Collected data
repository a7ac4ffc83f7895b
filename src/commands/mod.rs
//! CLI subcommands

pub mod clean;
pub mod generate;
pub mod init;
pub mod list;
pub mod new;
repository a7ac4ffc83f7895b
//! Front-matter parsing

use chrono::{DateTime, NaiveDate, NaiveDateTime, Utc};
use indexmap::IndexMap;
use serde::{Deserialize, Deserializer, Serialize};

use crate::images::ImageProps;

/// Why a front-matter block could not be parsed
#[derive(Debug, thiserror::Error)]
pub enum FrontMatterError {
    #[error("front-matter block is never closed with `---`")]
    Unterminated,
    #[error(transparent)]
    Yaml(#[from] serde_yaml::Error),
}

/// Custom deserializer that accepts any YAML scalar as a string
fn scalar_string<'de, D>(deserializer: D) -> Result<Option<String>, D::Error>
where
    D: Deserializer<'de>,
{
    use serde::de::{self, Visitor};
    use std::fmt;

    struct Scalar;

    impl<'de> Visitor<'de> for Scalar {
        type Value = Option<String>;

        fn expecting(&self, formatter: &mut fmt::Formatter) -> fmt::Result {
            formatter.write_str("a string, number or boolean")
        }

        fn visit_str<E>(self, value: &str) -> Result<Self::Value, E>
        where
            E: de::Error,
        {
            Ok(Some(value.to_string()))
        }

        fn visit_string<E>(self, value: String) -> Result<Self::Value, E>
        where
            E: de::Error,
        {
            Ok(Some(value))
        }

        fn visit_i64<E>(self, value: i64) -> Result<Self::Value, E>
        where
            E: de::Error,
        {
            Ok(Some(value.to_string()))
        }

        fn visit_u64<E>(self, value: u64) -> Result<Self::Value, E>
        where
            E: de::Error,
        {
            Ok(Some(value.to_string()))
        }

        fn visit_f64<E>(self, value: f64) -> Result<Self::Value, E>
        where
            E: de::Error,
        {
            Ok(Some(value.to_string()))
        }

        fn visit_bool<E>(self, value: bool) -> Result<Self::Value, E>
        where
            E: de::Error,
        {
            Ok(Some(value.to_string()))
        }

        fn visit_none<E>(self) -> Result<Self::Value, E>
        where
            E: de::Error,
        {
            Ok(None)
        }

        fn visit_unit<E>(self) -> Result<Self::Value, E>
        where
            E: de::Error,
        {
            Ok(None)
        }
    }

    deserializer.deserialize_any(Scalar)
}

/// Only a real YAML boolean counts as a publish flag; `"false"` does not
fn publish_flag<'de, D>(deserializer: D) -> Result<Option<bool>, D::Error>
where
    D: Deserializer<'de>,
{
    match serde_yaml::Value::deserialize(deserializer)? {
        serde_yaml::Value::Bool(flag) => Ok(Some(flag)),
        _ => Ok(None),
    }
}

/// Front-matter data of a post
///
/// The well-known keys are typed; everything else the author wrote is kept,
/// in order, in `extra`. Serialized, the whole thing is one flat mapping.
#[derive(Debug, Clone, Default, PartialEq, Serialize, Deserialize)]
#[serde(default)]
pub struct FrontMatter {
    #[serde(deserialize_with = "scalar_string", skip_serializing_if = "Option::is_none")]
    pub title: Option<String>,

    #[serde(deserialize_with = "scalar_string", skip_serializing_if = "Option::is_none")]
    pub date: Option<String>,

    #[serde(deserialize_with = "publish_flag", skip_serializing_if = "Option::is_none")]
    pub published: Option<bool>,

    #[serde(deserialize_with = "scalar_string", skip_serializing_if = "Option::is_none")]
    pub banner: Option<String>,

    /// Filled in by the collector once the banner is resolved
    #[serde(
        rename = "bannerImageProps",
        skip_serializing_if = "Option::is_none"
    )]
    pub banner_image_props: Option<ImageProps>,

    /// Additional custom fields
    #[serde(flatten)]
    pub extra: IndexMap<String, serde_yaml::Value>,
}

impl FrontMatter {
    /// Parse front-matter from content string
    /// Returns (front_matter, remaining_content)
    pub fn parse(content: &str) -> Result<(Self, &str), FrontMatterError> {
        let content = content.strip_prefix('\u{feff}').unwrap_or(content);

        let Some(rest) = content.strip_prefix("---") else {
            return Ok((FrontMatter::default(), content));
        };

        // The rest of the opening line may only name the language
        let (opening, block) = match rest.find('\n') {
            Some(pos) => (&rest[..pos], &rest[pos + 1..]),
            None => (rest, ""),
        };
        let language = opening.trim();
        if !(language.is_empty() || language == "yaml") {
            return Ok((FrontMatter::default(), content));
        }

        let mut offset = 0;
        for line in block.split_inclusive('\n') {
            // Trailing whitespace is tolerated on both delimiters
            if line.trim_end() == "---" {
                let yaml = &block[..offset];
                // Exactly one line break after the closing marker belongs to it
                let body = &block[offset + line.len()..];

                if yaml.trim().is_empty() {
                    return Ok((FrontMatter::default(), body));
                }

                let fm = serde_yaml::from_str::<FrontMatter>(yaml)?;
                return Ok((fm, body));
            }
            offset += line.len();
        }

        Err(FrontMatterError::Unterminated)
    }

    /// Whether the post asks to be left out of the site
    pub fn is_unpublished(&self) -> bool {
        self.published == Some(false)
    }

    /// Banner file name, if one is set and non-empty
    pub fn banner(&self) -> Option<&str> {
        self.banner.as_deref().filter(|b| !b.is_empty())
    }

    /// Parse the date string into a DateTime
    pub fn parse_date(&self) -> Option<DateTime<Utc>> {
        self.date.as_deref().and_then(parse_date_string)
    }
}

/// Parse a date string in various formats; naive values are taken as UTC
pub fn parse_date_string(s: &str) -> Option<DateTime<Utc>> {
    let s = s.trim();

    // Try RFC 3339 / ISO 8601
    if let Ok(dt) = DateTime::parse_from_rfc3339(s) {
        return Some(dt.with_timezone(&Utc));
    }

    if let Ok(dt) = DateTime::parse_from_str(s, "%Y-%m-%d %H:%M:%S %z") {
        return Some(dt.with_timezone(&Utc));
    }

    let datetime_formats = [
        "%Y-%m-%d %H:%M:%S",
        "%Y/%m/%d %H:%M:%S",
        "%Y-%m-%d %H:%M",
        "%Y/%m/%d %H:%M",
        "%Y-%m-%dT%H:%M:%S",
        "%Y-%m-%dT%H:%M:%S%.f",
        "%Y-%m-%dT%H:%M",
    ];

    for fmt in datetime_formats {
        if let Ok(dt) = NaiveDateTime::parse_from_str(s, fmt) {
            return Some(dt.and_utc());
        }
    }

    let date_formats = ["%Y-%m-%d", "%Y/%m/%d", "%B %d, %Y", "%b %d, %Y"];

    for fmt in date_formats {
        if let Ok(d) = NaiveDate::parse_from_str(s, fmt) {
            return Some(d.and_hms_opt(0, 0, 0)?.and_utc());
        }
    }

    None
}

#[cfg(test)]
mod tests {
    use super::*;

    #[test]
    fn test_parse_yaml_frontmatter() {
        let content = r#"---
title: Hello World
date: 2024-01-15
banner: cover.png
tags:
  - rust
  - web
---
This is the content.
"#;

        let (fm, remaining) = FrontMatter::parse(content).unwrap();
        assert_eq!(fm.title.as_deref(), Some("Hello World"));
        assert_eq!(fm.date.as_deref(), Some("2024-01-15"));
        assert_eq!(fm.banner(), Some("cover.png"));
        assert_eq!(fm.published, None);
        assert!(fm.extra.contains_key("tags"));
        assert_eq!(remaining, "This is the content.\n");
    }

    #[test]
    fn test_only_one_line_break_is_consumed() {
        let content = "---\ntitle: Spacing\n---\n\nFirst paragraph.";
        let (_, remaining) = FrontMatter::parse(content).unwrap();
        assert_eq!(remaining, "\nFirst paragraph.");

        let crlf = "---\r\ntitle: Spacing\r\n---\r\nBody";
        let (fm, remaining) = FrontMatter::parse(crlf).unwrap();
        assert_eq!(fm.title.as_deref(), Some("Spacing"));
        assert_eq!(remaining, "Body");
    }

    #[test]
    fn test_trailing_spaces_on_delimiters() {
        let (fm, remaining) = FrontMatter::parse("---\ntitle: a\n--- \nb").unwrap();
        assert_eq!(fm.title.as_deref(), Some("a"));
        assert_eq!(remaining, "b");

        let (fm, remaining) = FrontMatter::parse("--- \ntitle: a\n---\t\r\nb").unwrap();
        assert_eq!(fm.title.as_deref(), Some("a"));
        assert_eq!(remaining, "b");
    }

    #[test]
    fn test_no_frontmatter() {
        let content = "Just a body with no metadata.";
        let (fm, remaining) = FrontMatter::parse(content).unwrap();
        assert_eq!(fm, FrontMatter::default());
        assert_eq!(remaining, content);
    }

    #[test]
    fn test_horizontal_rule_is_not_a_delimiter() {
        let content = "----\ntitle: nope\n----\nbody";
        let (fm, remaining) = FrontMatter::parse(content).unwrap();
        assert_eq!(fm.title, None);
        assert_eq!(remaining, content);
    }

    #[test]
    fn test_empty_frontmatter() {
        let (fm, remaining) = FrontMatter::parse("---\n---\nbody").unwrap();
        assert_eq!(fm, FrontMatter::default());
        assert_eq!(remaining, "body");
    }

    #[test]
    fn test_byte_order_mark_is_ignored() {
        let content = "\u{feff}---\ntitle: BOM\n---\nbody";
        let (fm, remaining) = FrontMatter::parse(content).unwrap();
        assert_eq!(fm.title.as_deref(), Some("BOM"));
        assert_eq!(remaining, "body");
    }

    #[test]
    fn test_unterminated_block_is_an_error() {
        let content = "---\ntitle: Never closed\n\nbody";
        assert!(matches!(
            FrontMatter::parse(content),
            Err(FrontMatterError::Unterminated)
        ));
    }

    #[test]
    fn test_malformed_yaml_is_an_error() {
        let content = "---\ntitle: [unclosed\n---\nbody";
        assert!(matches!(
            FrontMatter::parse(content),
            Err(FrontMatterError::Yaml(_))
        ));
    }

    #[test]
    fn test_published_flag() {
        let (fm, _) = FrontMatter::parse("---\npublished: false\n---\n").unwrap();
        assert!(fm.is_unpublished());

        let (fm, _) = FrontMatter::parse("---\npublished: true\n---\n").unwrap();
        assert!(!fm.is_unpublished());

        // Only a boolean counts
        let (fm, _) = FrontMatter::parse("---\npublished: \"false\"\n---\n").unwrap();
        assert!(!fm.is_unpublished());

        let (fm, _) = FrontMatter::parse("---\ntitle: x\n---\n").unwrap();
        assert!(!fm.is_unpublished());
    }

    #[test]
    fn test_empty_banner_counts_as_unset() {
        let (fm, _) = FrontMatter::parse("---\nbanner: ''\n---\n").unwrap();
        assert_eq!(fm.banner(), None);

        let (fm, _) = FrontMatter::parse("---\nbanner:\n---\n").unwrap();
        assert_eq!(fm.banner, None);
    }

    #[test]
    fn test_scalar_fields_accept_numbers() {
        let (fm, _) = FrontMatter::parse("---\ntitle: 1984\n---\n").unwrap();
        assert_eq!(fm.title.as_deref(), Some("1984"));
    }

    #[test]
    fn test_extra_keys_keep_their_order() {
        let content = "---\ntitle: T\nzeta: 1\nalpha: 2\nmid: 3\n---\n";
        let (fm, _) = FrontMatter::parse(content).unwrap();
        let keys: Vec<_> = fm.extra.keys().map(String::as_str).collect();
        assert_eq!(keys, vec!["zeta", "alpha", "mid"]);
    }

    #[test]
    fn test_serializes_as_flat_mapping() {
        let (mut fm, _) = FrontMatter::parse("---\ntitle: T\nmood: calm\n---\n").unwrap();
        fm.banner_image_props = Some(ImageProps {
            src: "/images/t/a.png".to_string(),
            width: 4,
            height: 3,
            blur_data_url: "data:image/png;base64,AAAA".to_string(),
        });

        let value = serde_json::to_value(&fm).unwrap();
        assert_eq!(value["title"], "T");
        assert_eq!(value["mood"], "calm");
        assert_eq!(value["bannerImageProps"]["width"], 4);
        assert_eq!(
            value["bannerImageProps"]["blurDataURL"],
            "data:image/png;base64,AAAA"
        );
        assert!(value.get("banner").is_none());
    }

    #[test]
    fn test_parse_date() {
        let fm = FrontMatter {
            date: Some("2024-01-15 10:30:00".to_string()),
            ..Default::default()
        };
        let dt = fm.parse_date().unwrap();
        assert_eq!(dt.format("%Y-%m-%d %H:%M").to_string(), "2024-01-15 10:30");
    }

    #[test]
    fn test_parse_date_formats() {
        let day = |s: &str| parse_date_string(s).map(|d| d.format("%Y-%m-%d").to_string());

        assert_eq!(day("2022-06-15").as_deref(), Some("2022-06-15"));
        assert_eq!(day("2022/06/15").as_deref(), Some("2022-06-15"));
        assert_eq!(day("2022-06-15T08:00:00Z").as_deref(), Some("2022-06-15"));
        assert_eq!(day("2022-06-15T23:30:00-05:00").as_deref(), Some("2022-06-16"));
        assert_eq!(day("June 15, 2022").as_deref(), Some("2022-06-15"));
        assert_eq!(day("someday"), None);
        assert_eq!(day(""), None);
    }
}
...
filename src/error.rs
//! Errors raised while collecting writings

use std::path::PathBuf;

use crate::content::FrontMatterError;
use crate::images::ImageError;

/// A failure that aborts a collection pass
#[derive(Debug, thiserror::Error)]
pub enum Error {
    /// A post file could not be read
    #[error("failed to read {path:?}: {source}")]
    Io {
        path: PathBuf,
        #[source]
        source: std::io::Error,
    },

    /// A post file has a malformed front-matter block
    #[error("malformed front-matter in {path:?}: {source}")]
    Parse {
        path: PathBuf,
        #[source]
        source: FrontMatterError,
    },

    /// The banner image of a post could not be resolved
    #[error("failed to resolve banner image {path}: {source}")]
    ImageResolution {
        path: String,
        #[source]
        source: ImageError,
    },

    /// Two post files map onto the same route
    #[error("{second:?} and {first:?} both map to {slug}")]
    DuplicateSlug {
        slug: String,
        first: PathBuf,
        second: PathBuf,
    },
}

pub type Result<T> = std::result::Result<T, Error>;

*INSTRUCTIONS FOR THE TASK:* Copy each line of the data that contains the word "cover".

*ANSWER TO THIS EXERCISE:*
banner: cover.png
        assert_eq!(fm.banner(), Some("cover.png"));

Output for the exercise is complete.